B. Safety and security needs (kebutuhan keselamatan dan keamanan)
Safety and security needs adalah kebutuhan akan kebebasan dari ancaman
yakni merasa aman dari ancaman kecelakaan dan keselamtan dalam
melaksanakan pekerjaan. Kebutuhan ini mengarah kepada dua bentuk.
C. Affiliation or acceptance needs (kebutuhan sosial)
Affiliation or acceptance needs adalah kebutuhan sosial, teman, afiliasi,
interaksi, dicintai dan mencintai, serta diterima dalam pergaulan kelompok
pekerja dan masyarakat lingkungannya. Pada dasarnya manusia normal tidak
akan mau hidup menyendiri seorang diri di tempat terpencil. Ia selalu
membutuhkan kehidupan berkelompok.
D. Status needs (kebutuhan akan penghargaan)
Status needs adalah kebutuhan akan penghargaan diri dan pengakuan serta
penghargaan prestise dari karyawan dan masyarakat lingkungannya. Idealnya
prestise timbul karena adanya prestasi, tetapi tidak selamanya demikian. Akan
tetapi perlu juga diperhatikan oleh pimpinan bahwa semakin tinggi kedudukan
seseorang dalam masyarakat atau posisi seseorang dalam suatu organisasi,
semakin tinggi pula prestisenya. Prestise dan status dimanifestasikan oleh
banyak hal yang digunakan sebagai simbol status itu.
E. Self actualization (kebutuhan aktualisasi diri)

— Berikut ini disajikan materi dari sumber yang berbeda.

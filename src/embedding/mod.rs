//! 임베딩 모듈 - OpenAI 호환 API를 통한 텍스트 벡터화
//!
//! 기본값은 SiliconFlow의 `BAAI/bge-m3` (1024차원)입니다.
//! 로컬 모델은 사용하지 않으며, 실패 시 재시도하지 않고 그대로 에러를 돌려줍니다.
//!
//! ## 사용법
//! ```rust,ignore
//! let embedder = OpenAiEmbedding::from_config(&config.embedding)?;
//! let vectors = embedder.embed_batch(&["Hello, world!".to_string()]).await?;
//! ```

use std::time::Duration;

use anyhow::{Context, Result};
use async_trait::async_trait;
use serde::{Deserialize, Serialize};

use crate::config::EmbeddingConfig;

// ============================================================================
// EmbeddingProvider Trait
// ============================================================================

/// 임베딩 프로바이더 트레이트
///
/// 텍스트를 고정 차원 벡터로 변환하는 인터페이스입니다.
#[async_trait]
pub trait EmbeddingProvider: Send + Sync {
    /// 배치 임베딩 (입력 순서 유지)
    async fn embed_batch(&self, texts: &[String]) -> Result<Vec<Vec<f32>>>;

    /// 단일 텍스트 임베딩
    async fn embed(&self, text: &str) -> Result<Vec<f32>> {
        self.embed_batch(&[text.to_string()])
            .await?
            .pop()
            .ok_or_else(|| anyhow::anyhow!("Embedding provider returned no vector"))
    }

    /// 임베딩 차원 수
    fn dimension(&self) -> usize;

    /// 프로바이더 이름
    fn name(&self) -> &str;
}

// ============================================================================
// OpenAI-compatible Embedding
// ============================================================================

/// OpenAI 호환 `/embeddings` 엔드포인트 구현체
#[derive(Debug)]
pub struct OpenAiEmbedding {
    api_key: String,
    client: reqwest::Client,
    endpoint: String,
    model: String,
    dimension: usize,
}

/// API 요청 본문
#[derive(Debug, Serialize)]
struct EmbedRequest<'a> {
    model: &'a str,
    input: &'a [String],
    encoding_format: &'static str,
}

/// API 응답
#[derive(Debug, Deserialize)]
struct EmbedResponse {
    data: Vec<EmbeddingData>,
}

#[derive(Debug, Deserialize)]
struct EmbeddingData {
    #[serde(default)]
    index: Option<usize>,
    embedding: Vec<f32>,
}

/// API 에러 응답
#[derive(Debug, Deserialize)]
struct ApiError {
    error: ApiErrorDetail,
}

#[derive(Debug, Deserialize)]
struct ApiErrorDetail {
    message: String,
}

impl OpenAiEmbedding {
    /// 새 인스턴스 생성
    ///
    /// # Arguments
    /// * `api_key` - API 키
    /// * `config` - 엔드포인트/모델/차원 설정
    pub fn new(api_key: String, config: &EmbeddingConfig) -> Result<Self> {
        if config.dimension == 0 {
            anyhow::bail!("Invalid dimension: 0");
        }

        let client = reqwest::Client::builder()
            .timeout(Duration::from_secs(config.timeout_secs))
            .build()
            .context("Failed to create HTTP client")?;

        Ok(Self {
            api_key,
            client,
            endpoint: format!("{}/embeddings", config.base_url.trim_end_matches('/')),
            model: config.model.clone(),
            dimension: config.dimension,
        })
    }

    /// 환경변수에서 API 키를 읽어 생성
    pub fn from_config(config: &EmbeddingConfig) -> Result<Self> {
        let api_key = get_api_key()?;
        let embedder = Self::new(api_key, config)?;
        tracing::info!(
            "Using embedding model {} (dimension: {})",
            embedder.model,
            embedder.dimension
        );
        Ok(embedder)
    }

    pub fn endpoint(&self) -> &str {
        &self.endpoint
    }
}

#[async_trait]
impl EmbeddingProvider for OpenAiEmbedding {
    async fn embed_batch(&self, texts: &[String]) -> Result<Vec<Vec<f32>>> {
        if texts.is_empty() {
            return Ok(vec![]);
        }

        let request = EmbedRequest {
            model: &self.model,
            input: texts,
            encoding_format: "float",
        };

        tracing::debug!("Embedding {} texts with {}", texts.len(), self.model);

        let response = self
            .client
            .post(&self.endpoint)
            .bearer_auth(&self.api_key)
            .json(&request)
            .send()
            .await
            .context("Failed to send embedding request")?;

        let status = response.status();
        let body = response
            .text()
            .await
            .context("Failed to read response body")?;

        if !status.is_success() {
            if let Ok(error) = serde_json::from_str::<ApiError>(&body) {
                anyhow::bail!("Embedding API error ({}): {}", status, error.error.message);
            }
            anyhow::bail!("Embedding API error ({}): {}", status, body);
        }

        let parsed: EmbedResponse =
            serde_json::from_str(&body).context("Failed to parse embedding response")?;

        order_embeddings(parsed.data, texts.len(), self.dimension)
    }

    fn dimension(&self) -> usize {
        self.dimension
    }

    fn name(&self) -> &str {
        &self.model
    }
}

/// 응답 벡터를 입력 순서로 정렬하고 개수/차원을 검증
fn order_embeddings(
    mut data: Vec<EmbeddingData>,
    expected: usize,
    dimension: usize,
) -> Result<Vec<Vec<f32>>> {
    if data.len() != expected {
        anyhow::bail!(
            "Embedding count mismatch: expected {}, got {}",
            expected,
            data.len()
        );
    }

    if data.iter().all(|d| d.index.is_some()) {
        data.sort_by_key(|d| d.index);
    }

    data.into_iter()
        .map(|d| {
            if d.embedding.len() != dimension {
                anyhow::bail!(
                    "Embedding dimension mismatch: expected {}, got {}",
                    dimension,
                    d.embedding.len()
                );
            }
            Ok(d.embedding)
        })
        .collect()
}

// ============================================================================
// API Key Management
// ============================================================================

/// API 키 로드 (환경변수에서)
///
/// 우선순위:
/// 1. `SILICONFLOW_API_KEY`
/// 2. `EMBEDDING_API_KEY`
pub fn get_api_key() -> Result<String> {
    for var in ["SILICONFLOW_API_KEY", "EMBEDDING_API_KEY"] {
        if let Ok(key) = std::env::var(var) {
            if !key.is_empty() {
                tracing::debug!("Using embedding API key from {}", var);
                return Ok(key);
            }
        }
    }

    anyhow::bail!(
        "Embedding API key not found. Set SILICONFLOW_API_KEY or EMBEDDING_API_KEY environment variable."
    )
}

/// API 키 존재 여부 확인
pub fn has_api_key() -> bool {
    get_api_key().is_ok()
}

// ============================================================================
// Tests
// ============================================================================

Self actualization adalah kebutuhan akan aktualisasi diri dengan
menggunakan kemampuan, keterampilan, dan potensi optimal untuk
mencapai kinerja yang sangat memuaskan.
2. Frederick Hezberg
Frederick Herzberg (Malayu S.P. Hasibuan, 2013:157-158) mengemukakan dalam
teori motivasi terdapat dua macam faktor kebutuhan yaitu :
A. Kebutuhan akan kesehatan atau kebutuhan akan pemeliharaan atau
maintenance factors. Maintenance factors berhubungan dengan hakikat
manusia yang ini memperoleh ketentraman dan kesehatan badaniah. Faktor –
faktor pemeliharaan meliputi balas jasa, kondisi kerja fisik, kepastian
pekerjaan, supervise yang menyenangkan, mobil dinas, rumah dinas, dan
macam-macam tunjangan lain.
B. Faktor pemeliharaan menyangkut kebutuhan psikologis seseorang. Kebutuhan
ini meliputi serangkaian kondisi intrinsik, kepuasan pekerjaan (job content)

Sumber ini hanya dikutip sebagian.